Today’s Reveal Answer: To Err Is Human

Themed answers are the name of a famous HUMAN, and each contains the hidden word “ERR”:

  • 65A Start of a Pope line about fallibility … as shown by 19-, 25-, 42- and 55-Across? : TO ERR IS HUMAN …
  • 19A Frequent Fred Astaire partner : GINGER ROGERS
  • 25A Army doctor for whom a D.C. medical center is named : WALTER REED
  • 42A Movies Superman portrayer : CHRISTOPHER REEVE
  • 55A “Glee” star who won “Dancing With the Stars” in 2017 : AMBER RILEY

Bill’s time: 5m 00s

Bill’s errors: 0

Today’s Wiki-est Amazonian Googlies

Across

16 Classic Dior style : A-LINE

An A-line skirt is one that fits snugly at the hips and flares toward the hem.

18 Pronoun for a filly : HER

There are lots of terms to describe horses of different ages and sexes, it seems:

  • Foal: horse of either sex that is less than one year old
  • Yearling: horse of either sex that is one to two years old
  • Filly: female horse under the age of four
  • Colt: male horse under the age of four
  • Gelding: castrated male horse of any age
  • Stallion: non-castrated male horse four years or older
  • Mare: female horse four years or older

19 Frequent Fred Astaire partner : GINGER ROGERS

I am a huge Ginger Rogers fan. Rogers is famous as the on-screen and dancing partner of Fred Astaire. However, my favorite films are those romantic comedies she made later in her career, especially “The Major and the Minor” and “Monkey Business”. There is a musical stage show about Ginger Rogers’ life called “Backwards in High Heels: The Ginger Musical” that debuted in 2007. The title is taken from a 1982 “Frank & Ernest” cartoon about Fred & Ginger” with the words:

Sure he was great, but don’t forget that Ginger Rogers did everything he did – backwards and in high heels.

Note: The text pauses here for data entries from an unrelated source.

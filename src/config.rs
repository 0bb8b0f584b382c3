//! Application configuration, read from an optional TOML file.
//!
//! Every field has a default, so an empty or missing file yields the stock
//! behavior.

use crate::chart::DEFAULT_WINDOW;
use crate::core::DEFAULT_CAPACITY;
use crate::exercise::ExerciseSettings;
use crate::store::DEFAULT_STORAGE_KEY;
use serde::{Deserialize, Serialize};
use std::fs;
use std::io::ErrorKind;
use std::path::{Path, PathBuf};
use std::time::Duration;
use thiserror::Error;

pub const DEFAULT_HELP_URL: &str = "https://www.google.com/search?q=mental+health+hotline+Tunisia";

#[derive(Debug, Error)]
pub enum ConfigError {
    #[error("Failed to read config {path}: {source}")]
    Io {
        path: PathBuf,
        #[source]
        source: std::io::Error,
    },

    #[error("Invalid config {path}: {source}")]
    Parse {
        path: PathBuf,
        #[source]
        source: toml::de::Error,
    },
}

#[derive(Clone, Debug, PartialEq, Serialize, Deserialize)]
#[serde(default)]
pub struct CalmlyConfig {
    /// Backend key the history log is stored under.
    pub storage_key: String,
    pub history_capacity: usize,
    /// Number of recent entries shown on the chart.
    pub chart_window: usize,
    pub breathing_seconds: u32,
    pub breathing_phase_seconds: u64,
    pub meditation_seconds: u32,
    pub help_url: String,
    /// Directory for the file backend. `None` means the platform data dir.
    pub data_dir: Option<PathBuf>,
}

impl Default for CalmlyConfig {
    fn default() -> Self {
        Self {
            storage_key: DEFAULT_STORAGE_KEY.to_string(),
            history_capacity: DEFAULT_CAPACITY,
            chart_window: DEFAULT_WINDOW,
            breathing_seconds: 60,
            breathing_phase_seconds: 4,
            meditation_seconds: 120,
            help_url: DEFAULT_HELP_URL.to_string(),
            data_dir: None,
        }
    }
}

impl CalmlyConfig {
    /// Load from `path`. A missing file gives the defaults; a file that
    /// exists but does not parse is an error.
    pub fn load(path: &Path) -> Result<Self, ConfigError> {
        let raw = match fs::read_to_string(path) {
            Ok(raw) => raw,
            Err(e) if e.kind() == ErrorKind::NotFound => {
                tracing::debug!(path = %path.display(), "No config file, using defaults");
                return Ok(Self::default());
            }
            Err(source) => {
                return Err(ConfigError::Io {
                    path: path.to_path_buf(),
                    source,
                })
            }
        };
        Self::from_toml(&raw).map_err(|source| ConfigError::Parse {
            path: path.to_path_buf(),
            source,
        })
    }

    pub fn from_toml(raw: &str) -> Result<Self, toml::de::Error> {
        toml::from_str(raw)
    }

    /// Platform config file location, e.g. `~/.config/calmly/config.toml`.
    pub fn default_path() -> Option<PathBuf> {
        dirs::config_dir().map(|dir| dir.join("calmly").join("config.toml"))
    }

    /// Directory for the file backend.
    pub fn resolved_data_dir(&self) -> PathBuf {
        self.data_dir.clone().unwrap_or_else(|| {
            dirs::data_dir()
                .unwrap_or_else(|| PathBuf::from("."))
                .join("calmly")
        })
    }

    pub fn exercise_settings(&self) -> ExerciseSettings {
        ExerciseSettings {
            breathing_seconds: self.breathing_seconds,
            breathing_phase: Duration::from_secs(self.breathing_phase_seconds),
            meditation_seconds: self.meditation_seconds,
        }
    }
}
//! Builder API for creating integrity rules.

use crate::core::DEFAULT_CAPACITY;
use crate::integrity::rules::IntegrityRules;

/// Builder for creating integrity rules
pub struct IntegrityBuilder {
    capacity: usize,
}

impl IntegrityBuilder {
    pub fn new() -> Self {
        Self {
            capacity: DEFAULT_CAPACITY,
        }
    }

    /// Set the maximum number of entries
    pub fn capacity(mut self, capacity: usize) -> Self {
        self.capacity = capacity;
        self
    }

    pub fn build(self) -> IntegrityRules {
        IntegrityRules {
            capacity: self.capacity,
        }
    }
}

impl Default for IntegrityBuilder {
    fn default() -> Self {
        Self::new()
    }
}
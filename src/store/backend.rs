//! Durable key-value backends for the history log.

use super::error::BackendError;
use std::collections::HashMap;
use std::fs::{self, File};
use std::io::{ErrorKind, Write};
use std::path::{Path, PathBuf};

/// Minimal string key-value storage.
///
/// The history store reads once at startup and writes after every append.
pub trait KeyValueBackend {
    /// Read the value under `key`; `Ok(None)` when the key is absent.
    fn read(&self, key: &str) -> Result<Option<String>, BackendError>;

    /// Replace the value under `key`.
    fn write(&mut self, key: &str, value: &str) -> Result<(), BackendError>;
}

impl<B: KeyValueBackend + ?Sized> KeyValueBackend for Box<B> {
    fn read(&self, key: &str) -> Result<Option<String>, BackendError> {
        (**self).read(key)
    }

    fn write(&mut self, key: &str, value: &str) -> Result<(), BackendError> {
        (**self).write(key, value)
    }
}

/// In-memory backend, mainly for tests.
///
/// Writes can be made to fail to exercise the store's degraded path.
#[derive(Debug, Default, Clone)]
pub struct MemoryBackend {
    values: HashMap<String, String>,
    fail_writes: bool,
}

impl MemoryBackend {
    pub fn new() -> Self {
        Self::default()
    }

    /// Seed a raw value, as if written by an earlier process.
    pub fn with_value(mut self, key: &str, value: &str) -> Self {
        self.values.insert(key.to_string(), value.to_string());
        self
    }

    /// Make every subsequent write fail.
    pub fn failing_writes(mut self) -> Self {
        self.fail_writes = true;
        self
    }

    pub fn set_fail_writes(&mut self, fail: bool) {
        self.fail_writes = fail;
    }

    /// Raw stored value, for asserting the serialized form.
    pub fn raw(&self, key: &str) -> Option<&str> {
        self.values.get(key).map(String::as_str)
    }
}

impl KeyValueBackend for MemoryBackend {
    fn read(&self, key: &str) -> Result<Option<String>, BackendError> {
        Ok(self.values.get(key).cloned())
    }

    fn write(&mut self, key: &str, value: &str) -> Result<(), BackendError> {
        if self.fail_writes {
            return Err(BackendError::Unavailable(format!(
                "writes disabled for '{}'",
                key
            )));
        }
        self.values.insert(key.to_string(), value.to_string());
        Ok(())
    }
}

/// One `<key>.json` file per key inside a data directory.
///
/// Writes go to a temporary sibling first and are renamed into place, so a
/// crash mid-write leaves the previous value intact.
#[derive(Debug, Clone)]
pub struct FileBackend {
    dir: PathBuf,
}

impl FileBackend {
    /// Use `dir`, creating it if needed.
    pub fn open(dir: impl Into<PathBuf>) -> Result<Self, BackendError> {
        let dir = dir.into();
        fs::create_dir_all(&dir).map_err(|source| BackendError::Io {
            key: dir.display().to_string(),
            source,
        })?;
        Ok(Self { dir })
    }

    pub fn dir(&self) -> &Path {
        &self.dir
    }

    pub fn path_for(&self, key: &str) -> PathBuf {
        self.dir.join(format!("{}.json", key))
    }

    fn io_error(key: &str) -> impl FnOnce(std::io::Error) -> BackendError + '_ {
        move |source| BackendError::Io {
            key: key.to_string(),
            source,
        }
    }
}

impl KeyValueBackend for FileBackend {
    fn read(&self, key: &str) -> Result<Option<String>, BackendError> {
        match fs::read_to_string(self.path_for(key)) {
            Ok(contents) => Ok(Some(contents)),
            Err(e) if e.kind() == ErrorKind::NotFound => Ok(None),
            Err(e) => Err(Self::io_error(key)(e)),
        }
    }

    fn write(&mut self, key: &str, value: &str) -> Result<(), BackendError> {
        let path = self.path_for(key);
        let tmp = path.with_extension("json.tmp");

        let mut file = File::create(&tmp).map_err(Self::io_error(key))?;
        file.write_all(value.as_bytes())
            .map_err(Self::io_error(key))?;
        file.sync_all().map_err(Self::io_error(key))?;
        drop(file);

        fs::rename(&tmp, &path).map_err(Self::io_error(key))
    }
}
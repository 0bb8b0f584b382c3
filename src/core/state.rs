//! Screen states of the check-in flow.
//!
//! Every state the session controller can be in implements [`State`], which
//! provides pure inspection methods used for logging and the screen trail.

use serde::{Deserialize, Serialize};
use std::fmt::Debug;

/// Trait for state machine states.
///
/// All methods are pure. States are small immutable values describing the
/// current position in a state machine.
///
/// # Example
///
/// ```rust
/// use calmly::core::State;
/// use serde::{Deserialize, Serialize};
///
/// #[derive(Clone, PartialEq, Debug, Serialize, Deserialize)]
/// enum Step {
///     Open,
///     Closed,
/// }
///
/// impl State for Step {
///     fn name(&self) -> &str {
///         match self {
///             Self::Open => "Open",
///             Self::Closed => "Closed",
///         }
///     }
///
///     fn is_final(&self) -> bool {
///         matches!(self, Self::Closed)
///     }
/// }
///
/// assert!(Step::Closed.is_final());
/// ```
pub trait State:
    Clone + PartialEq + Debug + Serialize + for<'de> Deserialize<'de> + Send + Sync
{
    /// Get the state's name for display/logging.
    fn name(&self) -> &str;

    /// Check if this is a final (terminal) state.
    ///
    /// Default implementation returns `false`.
    fn is_final(&self) -> bool {
        false
    }

    /// Check if this is an error state.
    ///
    /// Default implementation returns `false`.
    fn is_error(&self) -> bool {
        false
    }
}

crate::state_enum! {
    /// The five screens of the check-in flow.
    ///
    /// The flow cycles for the whole process lifetime, so no screen is final.
    #[derive(Copy, Eq, Hash)]
    pub enum Screen {
        Home,
        Support,
        Exercise,
        Closing,
        History,
    }
}

impl Screen {
    /// Screens that only make sense while a mood is selected.
    pub fn requires_mood(&self) -> bool {
        matches!(self, Self::Support | Self::Exercise | Self::Closing)
    }
}

impl Default for Screen {
    fn default() -> Self {
        Self::Home
    }
}
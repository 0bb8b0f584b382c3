//! Affirmation: one quote drawn at start and kept until the user continues.

use rand::{Rng, RngCore};

/// Affirmation pool.
pub const QUOTES: [&str; 6] = [
    "You are stronger than you think.",
    "One step at a time is still progress.",
    "This feeling is temporary. You are not.",
    "Breathe. You’ve done hard things before.",
    "You deserve rest, kindness, and patience.",
    "Small wins count. Today counts.",
];

/// A single affirmation, drawn once when the exercise starts.
#[derive(Clone, Debug, PartialEq, Eq)]
pub struct Affirmation {
    index: usize,
}

impl Affirmation {
    /// Draw uniformly from [`QUOTES`]. The choice never changes afterwards.
    pub fn draw(rng: &mut dyn RngCore) -> Self {
        Self {
            index: rng.gen_range(0..QUOTES.len()),
        }
    }

    pub fn quote(&self) -> &'static str {
        QUOTES[self.index]
    }

    pub fn index(&self) -> usize {
        self.index
    }
}
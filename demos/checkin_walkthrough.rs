//! Check-in Walkthrough
//!
//! This example walks one check-in from mood to saved history entry.
//!
//! Key concepts:
//! - The host owns time: a tokio interval feeds `advance` one second at a time
//! - The exercise completes on its own and the flow moves to Closing
//! - Saved entries show up in the history and chart projection
//!
//! Run with: RUST_LOG=calmly=debug cargo run --example checkin_walkthrough

use calmly::builder::ControllerBuilder;
use calmly::core::MoodId;
use calmly::exercise::{ExerciseKind, ExerciseView};
use calmly::help::RecordingLauncher;
use calmly::store::MemoryBackend;
use calmly::CalmlyConfig;
use std::time::Duration;

fn init_logging() {
    let filter = tracing_subscriber::EnvFilter::try_from_default_env()
        .unwrap_or_else(|_| tracing_subscriber::EnvFilter::new("calmly=info"));
    tracing_subscriber::fmt().with_env_filter(filter).init();
}

#[tokio::main]
async fn main() -> Result<(), Box<dyn std::error::Error>> {
    init_logging();

    // Short breathing session so the demo finishes quickly.
    let config = CalmlyConfig {
        breathing_seconds: 12,
        ..CalmlyConfig::default()
    };
    let mut controller = ControllerBuilder::new()
        .backend(MemoryBackend::new())
        .config(config)
        .launcher(RecordingLauncher::new())
        .build()?;

    controller.pick_mood(MoodId::Anxious)?;
    println!("{}", controller.support_message().unwrap_or_default());

    controller.choose_exercise(ExerciseKind::Breathing)?;

    // Each real 100ms stands in for one second of exercise time.
    let mut ticker = tokio::time::interval(Duration::from_millis(100));
    loop {
        ticker.tick().await;
        if let Some(done) = controller.advance(Duration::from_secs(1)) {
            println!("Exercise finished: {}", done.reason);
            break;
        }
        if let Some(ExerciseView::Breathing {
            remaining_secs,
            phase,
        }) = controller.exercise_view()
        {
            println!("{:>3}s  {}", remaining_secs, phase);
        }
    }

    controller.set_note("slower breaths helped")?;
    let outcome = controller.save()?;
    println!("Saved ({:?}), back on {:?}", outcome, controller.screen());

    for point in controller.chart() {
        println!(
            "#{} {} value={} note={}",
            point.index,
            point.label,
            point.value,
            point.note.as_deref().unwrap_or("-")
        );
    }

    Ok(())
}
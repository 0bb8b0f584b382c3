//! Calmly: a guided self-check-in core
//!
//! A check-in walks through a fixed set of screens: the user picks a mood,
//! reads a supportive message, runs a short coping exercise, optionally
//! writes a note, and saves. Saved check-ins land in a capped, newest-first
//! history that can be projected into chart points.
//!
//! The pure parts (mood catalog, history log, chart projection, transition
//! table) do no I/O. Side effects sit at the edges behind small traits:
//! storage ([`store::KeyValueBackend`]), wall-clock time ([`clock::Clock`]),
//! and the urgent-help link ([`help::HelpLauncher`]). Exercise timers run on
//! a virtual clock that the host advances explicitly.
//!
//! # Core Concepts
//!
//! - **Screen**: where the flow is, via the `State` trait
//! - **Session**: the single in-flight check-in
//! - **Exercise runner**: one coping exercise with one completion signal
//! - **History store**: durable, capped log of saved check-ins
//!
//! # Example
//!
//! ```rust
//! use calmly::builder::ControllerBuilder;
//! use calmly::core::{MoodId, Screen};
//! use calmly::exercise::ExerciseKind;
//! use calmly::help::RecordingLauncher;
//! use calmly::store::MemoryBackend;
//! use std::time::Duration;
//!
//! let mut controller = ControllerBuilder::new()
//!     .backend(MemoryBackend::new())
//!     .launcher(RecordingLauncher::new())
//!     .build()
//!     .unwrap();
//!
//! controller.pick_mood(MoodId::Okay).unwrap();
//! controller.choose_exercise(ExerciseKind::Breathing).unwrap();
//! controller.advance(Duration::from_secs(60));
//! assert_eq!(controller.screen(), Screen::Closing);
//!
//! controller.set_note("steadier now").unwrap();
//! controller.save().unwrap();
//! assert_eq!(controller.history().len(), 1);
//! ```

pub mod builder;
pub mod chart;
pub mod clock;
pub mod config;
pub mod core;
pub mod exercise;
pub mod help;
pub mod integrity;
pub mod schedule;
pub mod session;
pub mod store;

// Re-export commonly used types
pub use builder::{BuildError, ControllerBuilder};
pub use chart::ChartPoint;
pub use config::CalmlyConfig;
pub use core::{HistoryEntry, HistoryLog, MoodCatalog, MoodId, MoodOption, Screen, State};
pub use exercise::{Completion, CompletionReason, ExerciseKind, ExerciseView};
pub use session::{SessionController, SessionError};
pub use store::{HistoryStore, WriteOutcome};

23 River delta deposit : SILT

A river delta is a triangular landform at the mouth of a river created by the deposition of sediment. The Nile Delta in Northern Egypt is one of the world’s largest river deltas, and covers 150 miles of coastline on the Mediterranean. The most famous “delta” in the United States isn’t actually a delta at all. The Mississippi Delta is an alluvial plain that lies 300 miles north of the river’s actual delta, yet it is known as the “Mississippi River Delta”. Very confusing …

24 Salary : PAY

It has been suggested that out term “salary” comes from the Latin “sal” meaning “salt”. The idea is that a Roman soldier’s “salarium” might have been an allowance to purchase salt.

25 Army doctor for whom a D.C. medical center is named : WALTER REED

Walter Reed National Military Medical Center is located in Bethesda, Maryland on a site that was selected by President Franklin D. Roosevelt in 1938. The facility is named for US Army physician Walter Reed who discovered in 1901 that yellow fever is transmitted by mosquitoes rather than by direct contact. Originally called Walter Reed General Hospital, it was renamed in 1951 to the Walter Reed Army Medical Center (WRAMC). The WRMAC was absorbed into the tri-service Walter Reed National Military Medical Center in 2011.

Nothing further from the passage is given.